FELIPE RAU/ESTADÃO
FELIPE RAU/ESTADÃO

‘Todos estão cautelosos, até o Banco Central’

Para economista, queda de um ponto porcentual da Selic ontem reflete as incertezas quanto ao futuro do governo Temer

Entrevista com

Gustavo Loyola, ex-presidente do Banco Central

Douglas Gavras, O Estado de S.Paulo

31 de maio de 2017 | 21h34

A queda de um ponto porcentual na taxa Selic é conservadora, mas faz sentido em função das incertezas na política, segundo avaliação de Gustavo Loyola, ex-presidente do Banco Central e sócio da Tendências Consultoria. Para ele, desde a revelação da gravação do presidente Michel Temer em conversa com Joesley Batista, da JBS, a opção por uma cautela maior acabou, corretamente, se impondo na equipe econômica.

 

 

A seguir, trechos de sua entrevista ao Estado.

A queda de um ponto da taxa Selic foi uma decisão correta?

Com a crise política, a opção por uma cautela maior se impôs corretamente, apesar de continuarmos com resultados bem favoráveis de inflação, os preços devem ficar comportados. O momento é de incertezas, todos estão mais cautelosos, até o Banco Central. Uma “sorte” que a crise coincida com um apetite maior dos investidores estrangeiros pelo risco, o que favorece os emergentes, até aqueles em situações institucionais bem delicadas, como a Turquia.

Há muito a ser feito agora, além de cortar a Selic?

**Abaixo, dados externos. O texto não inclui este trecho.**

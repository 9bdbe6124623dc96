//! OpenAI-compatible data structures and types
//!
//! Contains the request/response structures used by OpenAI-compatible providers.

use serde::{Deserialize, Serialize};

/// OpenAI-compatible message structure
#[derive(Debug, Clone, PartialEq, Serialize, Deserialize)]
pub struct OpenAIMessage {
    pub role: String,
    pub content: String,
}

impl OpenAIMessage {
    pub fn system(content: impl Into<String>) -> Self {
        Self {
            role: "system".to_string(),
            content: content.into(),
        }
    }

    pub fn user(content: impl Into<String>) -> Self {
        Self {
            role: "user".to_string(),
            content: content.into(),
        }
    }
}

/// OpenAI-compatible chat completion request
///
/// No `top_k` field: neither OpenAI nor Groq accept it.
#[derive(Debug, Clone, Serialize, Deserialize)]
pub struct OpenAIRequest {
    pub model: String,
    pub messages: Vec<OpenAIMessage>,
    #[serde(skip_serializing_if = "Option::is_none")]
    pub max_tokens: Option<u32>,
    #[serde(skip_serializing_if = "Option::is_none")]
    pub temperature: Option<f64>,
    #[serde(skip_serializing_if = "Option::is_none")]
    pub top_p: Option<f64>,
    #[serde(skip_serializing_if = "Option::is_none")]
    pub stream: Option<bool>,
}

/// OpenAI-compatible chat completion response
#[derive(Debug, Deserialize, Serialize, Clone)]
pub struct OpenAIResponse {
    #[serde(default)]
    pub choices: Vec<OpenAIChoice>,
    #[serde(default)]
    pub usage: Option<OpenAIUsage>,
}

/// Choice in OpenAI response
#[derive(Debug, Deserialize, Serialize, Clone)]
pub struct OpenAIChoice {
    #[serde(default)]
    pub message: Option<OpenAIResponseMessage>,
    #[serde(default)]
    pub finish_reason: Option<String>,
}

/// Message in OpenAI response choice
#[derive(Debug, Deserialize, Serialize, Clone)]
pub struct OpenAIResponseMessage {
    #[serde(default)]
    pub role: Option<String>,
    #[serde(default)]
    pub content: Option<String>,
}

/// Usage information in OpenAI response
#[derive(Debug, Deserialize, Serialize, Clone)]
pub struct OpenAIUsage {
    pub prompt_tokens: u32,
    pub completion_tokens: u32,
    pub total_tokens: u32,
}

/// `GET /models` response
#[derive(Debug, Deserialize, Serialize, Clone)]
pub struct OpenAIModelList {
    pub data: Vec<OpenAIModel>,
}

#[derive(Debug, Deserialize, Serialize, Clone)]
pub struct OpenAIModel {
    pub id: String,
    #[serde(default)]
    pub owned_by: Option<String>,
}
// Unit Tests for Page Content Helpers
//
// UNIT UNDER TEST: normalize_whitespace, hostname

use crate::content::{hostname, normalize_whitespace};

#[cfg(test)]
mod normalize_whitespace_tests {
    use super::*;

    #[test]
    fn test_collapses_layout_whitespace() {
        let text = "\n\n   Title\n\n\tFirst paragraph   with   gaps.\r\n Second.  ";
        assert_eq!(normalize_whitespace(text), "Title First paragraph with gaps. Second.");
    }

    #[test]
    fn test_whitespace_only_becomes_empty() {
        assert_eq!(normalize_whitespace(" \n\t "), "");
    }

    #[test]
    fn test_placeholders_survive() {
        assert_eq!(normalize_whitespace("use  {{language}}\nhere"), "use {{language}} here");
    }
}

#[cfg(test)]
mod hostname_tests {
    use super::*;

    #[test]
    fn test_extracts_hostname() {
        assert_eq!(
            hostname("https://docs.rs/tokio/latest/tokio/?search=x#top").as_deref(),
            Some("docs.rs")
        );
    }

    #[test]
    fn test_keeps_subdomains_and_lowercases() {
        assert_eq!(hostname("https://WWW.Example.COM/a").as_deref(), Some("www.example.com"));
    }

    #[test]
    fn test_ignores_port() {
        assert_eq!(hostname("http://localhost:3000/page").as_deref(), Some("localhost"));
    }

    #[test]
    fn test_no_host() {
        assert_eq!(hostname("about:blank"), None);
        assert_eq!(hostname("not a url"), None);
    }
}
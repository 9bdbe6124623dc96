//! # pagesum
//!
//! Provider-agnostic page summarization for a browser extension: pick a
//! user-configured LLM backend, fill a prompt template with the page text,
//! send one request, and normalize the reply.
//!
//! ## Key Features
//!
//! - **Multiple Providers**: OpenAI, Anthropic Claude, Ollama, and Groq behind one trait
//! - **Prompt Templates**: Stored templates with `{{content}}`/`{{language}}` placeholders
//!   and an observable fallback to a built-in template
//! - **Injected Storage**: All settings are read through the [`ConfigStore`] trait
//! - **Single Shot**: Exactly one vendor request per summarization, no retries
//!
//! ## Example
//!
//! ```rust,no_run
//! use pagesum::{MemoryStore, SummarizeRequest, Summarizer};
//! use serde_json::json;
//! use std::sync::Arc;
//!
//! # async fn example() -> pagesum::LlmResult<()> {
//! let store = MemoryStore::from_json(json!({
//!     "llmConfigs": [{
//!         "name": "My OpenAI",
//!         "provider": "openai",
//!         "apiKey": "sk-...",
//!         "model": "gpt-4o-mini"
//!     }],
//!     "selectedLLMIndex": 0,
//!     "language": "English"
//! }))?;
//!
//! let summarizer = Summarizer::new(Arc::new(store));
//! let result = summarizer
//!     .summarize(SummarizeRequest::new("Page text to summarize..."))
//!     .await?;
//! println!("{}", result.summary);
//! # Ok(())
//! # }
//! ```

// Allow missing errors documentation - errors are self-documenting via type signatures
#![allow(clippy::missing_errors_doc)]

// Core types for the provider abstraction
pub mod core_types;

// Logging utilities (re-exports tracing with log_* naming) - internal only
pub(crate) mod logging;

pub mod config;
pub mod content;
pub mod error;
pub mod prompts;
pub mod providers;
pub mod registry;
pub mod settings;
pub mod store;
pub mod summarizer;
pub mod tokens;

#[cfg(test)]
pub mod tests;

// Re-export main types
pub use config::{AdvancedSettings, HttpSettings, ProviderConfig};
pub use error::{LlmError, LlmResult};
pub use prompts::{PromptResolver, BUILTIN_PROMPT_NAME};
pub use providers::{AnthropicProvider, GroqProvider, OllamaProvider, OpenAIProvider};
pub use registry::{default_endpoint, get_provider, get_provider_with, ProviderKind};
pub use settings::SettingsBundle;
pub use store::{ConfigStore, DomainSettings, MemoryStore};
pub use summarizer::{SummarizeRequest, SummarizeResponse, Summarizer};

// Re-export core types
pub use core_types::{
    LlmProvider, ModelDescriptor, PromptSelector, PromptTemplate, ResolvedPrompt, SummaryResult,
};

Inflação e Selic são as principais alavancas hoje. Há uma retração das expectativas, com o aumento da incerteza sobre o futuro do governo Temer, e os investimentos devem ser prejudicados. O Banco Central está atento, mas economia e política ainda estão descoladas. Mas os dados mais recentes de emprego mostram uma acomodação. Pode não ser suficiente para acalmar a crise, mas imagine se a economia estivesse apontando para baixo, o governo estaria em situação pior...

Até quando economia e política vão continuar descoladas?

A política trouxe volatilidade, mas os preços dos ativos brasileiros devem continuar comportados. Isso porque se mantém firme a sinalização de que a política econômica atual, distante da nova matriz dos anos anteriores, deve ser mantida.